Resuming viable operations in assets that already belong to the company is the firm’s priority. Together, the four Petrobras fertilizer plants currently halted have capacity to supply 35% of Brazil’s demand for urea. Petrobras announced last month the resumption of its Araucaria fertilizer unit, which should happen by May 2025. It is also negotiating with fertilizer maker Unigel on a solution to restart two leased nitrogen units in Bahia and Sergipe.

Petrobras is also looking into innovation in the segment, such as ways of producing green ammonia. The oil giant on Sept. 6 announced a partnership with Brazilian agricultural research company Embrapa for research on renewable raw materials to obtain low-carbon products, including biofuels, green chemistry, and fertilizers.

Bunge/Viterra Deal Expected to Close in Second Half

Bunge Global SA has signaled that its $8.2 billion acquisition of Viterra Ltd. is inching closer, with the US agribusiness offering to replace debt previously issued by the Glencore Plc-backed firm, Bloomberg reported on Sept. 9.

The $1.95 billion debt-exchange offer comes after an initial delay to close the deal by August and is a sign the buyout is likely to be completed “over the coming months,” S&P Global Ratings said in a report. Regulatory approval is still pending in countries including Canada, where both companies have significant operations.

“We believe the announced transaction signals management’s increased confidence that the transaction will close sometime in the second half of 2024,” Chris Johnson, an analyst at S&P, said in the report. 

Bunge, the ‘B’ in the storied ABCD quartet of agricultural commodity traders that have dominated crop markets for more than a century, agreed to acquire Viterra in June 2023 (GM June 16, 2023). The deal is expected to create a $25 billion behemoth capable of competing with the industry’s elite: Cargill Inc. and Archer-Daniels-Midland Co., the ‘A’ and the ‘C.’ Louis Dreyfus Co. represents the ‘D.’

Bunge has recently allayed competition concerns in Europe (GM Aug. 9, p. 28), agreeing to divest Viterra’s entire oilseeds business in Hungary and Poland. The transaction has also been approved by regulators in Brazil (GM May 17, p. 27) and Australia (GM Dec. 22, 2023).

Concerns remain in Canada, however, where the country’s Competition Bureau in April concluded that the deal is likely to result in “substantial anti-competitive effects” and a “significant loss of rivalry” between Viterra and Bunge in Canadian agricultural markets (GM April 26, p. 1).

“We continue to believe the combined operations in Canada do not have significant geographic overlap suggesting material conditional divestitures may not be required,” S&P said, adding it had raised Bunge’s outlook to positive, the first step toward lifting the company’s ratings.

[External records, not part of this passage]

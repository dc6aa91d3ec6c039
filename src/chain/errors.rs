//! RPC failure classification
//!
//! Splits call failures into rate-limit signals (which feed the scheduler's
//! backoff loop) and everything else (plain transient failures).

use alloy_transport::{RpcError, TransportError, TransportErrorKind};

/// JSON-RPC / HTTP codes that mean "slow down"
pub const RATE_LIMIT_CODES: &[i64] = &[429, -32005];

/// Lowercase message fragments that mean "slow down"
const RATE_LIMIT_PATTERNS: &[&str] = &[
    "rate limit",
    "rate-limit",
    "ratelimit",
    "too many requests",
    "request limit",
    "exceeded the quota",
    "throttl",
];

/// Prefixes a rate-limit code is reported under, e.g. `HTTP error 429`
const CODE_PREFIXES: &[&str] = &["http error ", "status ", "code "];

#[derive(Debug, Clone, Copy, PartialEq, Eq)]
pub enum FailureKind {
    /// Endpoint signalled overload
    RateLimited,
    /// Any other network, RPC or decode failure
    Transient,
}

impl std::fmt::Display for FailureKind {
    fn fmt(&self, f: &mut std::fmt::Formatter<'_>) -> std::fmt::Result {
        match self {
            FailureKind::RateLimited => write!(f, "rate-limited"),
            FailureKind::Transient => write!(f, "transient"),
        }
    }
}

/// Error code carried by an alloy transport error, if any
fn transport_code(err: &TransportError) -> Option<i64> {
    if let Some(payload) = err.as_error_resp() {
        return Some(payload.code);
    }
    match err {
        RpcError::Transport(TransportErrorKind::HttpError(http)) => Some(http.status as i64),
        _ => None,
    }
}

/// Does a message look like a rate-limit response?
pub fn is_rate_limit_message(message: &str) -> bool {
    let lowered = message.to_ascii_lowercase();
    RATE_LIMIT_PATTERNS.iter().any(|p| lowered.contains(p))
        || RATE_LIMIT_CODES.iter().any(|code| {
            CODE_PREFIXES
                .iter()
                .any(|prefix| contains_code(&lowered, &format!("{}{}", prefix, code)))
        })
}

/// `needle` present and not followed by another digit (`code 429` but not `code 4290`)
fn contains_code(haystack: &str, needle: &str) -> bool {
    haystack.match_indices(needle).any(|(at, _)| {
        !haystack[at + needle.len()..]
            .chars()
            .next()
            .is_some_and(|c| c.is_ascii_digit())
    })
}

/// Classify a failed call by walking its error chain
pub fn classify(err: &eyre::Report) -> FailureKind {
    if let Some(transport) = err.downcast_ref::<TransportError>() {
        if let Some(code) = transport_code(transport) {
            if RATE_LIMIT_CODES.contains(&code) {
                return FailureKind::RateLimited;
            }
        }
    }

    if err.chain().any(|cause| is_rate_limit_message(&cause.to_string())) {
        FailureKind::RateLimited
    } else {
        FailureKind::Transient
    }
}
//! Scripted in-memory `ChainReader` shared by the harvester tests

use std::collections::{HashMap, HashSet};
use std::sync::atomic::{AtomicU32, AtomicUsize, Ordering};
use std::sync::Mutex;
use std::time::Duration;

use alloy_primitives::U256;
use async_trait::async_trait;
use eyre::{eyre, Result};
use tokio::time::Instant;

use crate::chain::{ChainReader, ClaimData};

pub(crate) const ALLOCATION_854_70: u128 = 854_700_000_000_000_000_000;
pub(crate) const INIT_UNLOCK_0_1: u128 = 100_000_000_000_000_000;
pub(crate) const PART_0_33: u128 = 330_000_000_000_000_000;

pub(crate) struct MockReader {
    allocation: Mutex<U256>,
    init_unlock: U256,
    part_percentage: U256,
    /// Next N structural calls fail with `failure_message`
    failures_remaining: AtomicU32,
    failure_message: Mutex<String>,
    claim_fail_ids: Mutex<HashSet<u64>>,
    claims: Mutex<HashMap<u64, ClaimData>>,
    latency: Duration,
    /// Method name and start time of every call, in call order
    calls: Mutex<Vec<(&'static str, Instant)>>,
    pub structural_calls: AtomicUsize,
    pub claim_calls: AtomicUsize,
}

impl MockReader {
    pub fn new() -> Self {
        Self {
            allocation: Mutex::new(U256::from(ALLOCATION_854_70)),
            init_unlock: U256::from(INIT_UNLOCK_0_1),
            part_percentage: U256::from(PART_0_33),
            failures_remaining: AtomicU32::new(0),
            failure_message: Mutex::new(String::new()),
            claim_fail_ids: Mutex::new(HashSet::new()),
            claims: Mutex::new(HashMap::new()),
            latency: Duration::ZERO,
            calls: Mutex::new(Vec::new()),
            structural_calls: AtomicUsize::new(0),
            claim_calls: AtomicUsize::new(0),
        }
    }

    pub fn with_latency(mut self, latency: Duration) -> Self {
        self.latency = latency;
        self
    }

    /// Fail the next `count` structural calls with `message`
    pub fn fail_next(&self, count: u32, message: &str) {
        *self.failure_message.lock().unwrap() = message.to_string();
        self.failures_remaining.store(count, Ordering::SeqCst);
    }

    pub fn fail_claim_data_for(&self, token_id: u64) {
        self.claim_fail_ids.lock().unwrap().insert(token_id);
    }

    pub fn set_claim(&self, token_id: u64, claim: ClaimData) {
        self.claims.lock().unwrap().insert(token_id, claim);
    }

    pub fn set_allocation(&self, value: U256) {
        *self.allocation.lock().unwrap() = value;
    }

    pub fn total_calls(&self) -> usize {
        self.structural_calls.load(Ordering::SeqCst) + self.claim_calls.load(Ordering::SeqCst)
    }

    pub fn call_log(&self) -> Vec<(&'static str, Instant)> {
        self.calls.lock().unwrap().clone()
    }

    fn record_call(&self, name: &'static str) {
        self.calls.lock().unwrap().push((name, Instant::now()));
    }

    async fn structural(&self, name: &'static str, value: U256) -> Result<U256> {
        self.record_call(name);
        self.structural_calls.fetch_add(1, Ordering::SeqCst);
        if !self.latency.is_zero() {
            tokio::time::sleep(self.latency).await;
        }

        let should_fail = self
            .failures_remaining
            .fetch_update(Ordering::SeqCst, Ordering::SeqCst, |n| n.checked_sub(1))
            .is_ok();
        if should_fail {
            let message = self.failure_message.lock().unwrap().clone();
            return Err(eyre!(message));
        }
        Ok(value)
    }
}

#[async_trait]
impl ChainReader for MockReader {
    async fn allocation_per_token(&self) -> Result<U256> {
        let value = *self.allocation.lock().unwrap();
        self.structural("allocationPerToken", value).await
    }

    async fn init_unlock(&self) -> Result<U256> {
        self.structural("init_unlock", self.init_unlock).await
    }

    async fn part_percentage(&self) -> Result<U256> {
        self.structural("partPercentage", self.part_percentage).await
    }

    async fn claim_data(&self, token_id: u64) -> Result<ClaimData> {
        self.record_call("claimData");
        self.claim_calls.fetch_add(1, Ordering::SeqCst);
        if self.claim_fail_ids.lock().unwrap().contains(&token_id) {
            return Err(eyre!("execution reverted"));
        }
        let claims = self.claims.lock().unwrap();
        Ok(claims.get(&token_id).copied().unwrap_or_default())
    }
}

The improved outlook comes even as Viterra has seen income halve this year, driven by a downturn in prices for everything from corn to soybeans. The company made a profit of $70 million in the first six months of 2024, Bunge said in a regulatory filing on Sept. 9, a drop from $141 million a year earlier.

Petrobras, Embrapa to Research Low-Carbon Ferts

Brazil’s Petrobras has signed a Cooperation Agreement with Embrapa, a Brazilian state-controlled agricultural research company, to develop technical studies on renewable raw materials to obtain low-carbon products, including fertilizers.

The partnership is expected to have Petrobras develop technical solutions and industrial units for the production of biofuels and bioproducts while Embrapa will develop a protocol for low-carbon agriculture crops, such as soybeans, including certification protocols. The agreement also includes the development of cultures off-season, such as second-crop corn and Ethiopian mustard, among other options. 

 “Diversity and sustainable access to raw materials, quality, and adequate costs are essential to the success of those initiatives, such as biofuels,” said Petrobras President Magda Chambriard. “Furthermore, the company is interested in offering fertilizing products to boost availability in the domestic market and meet the targets of the National Fertilizer Plan. Embrapa has the necessary expertise to contribute to such projects.”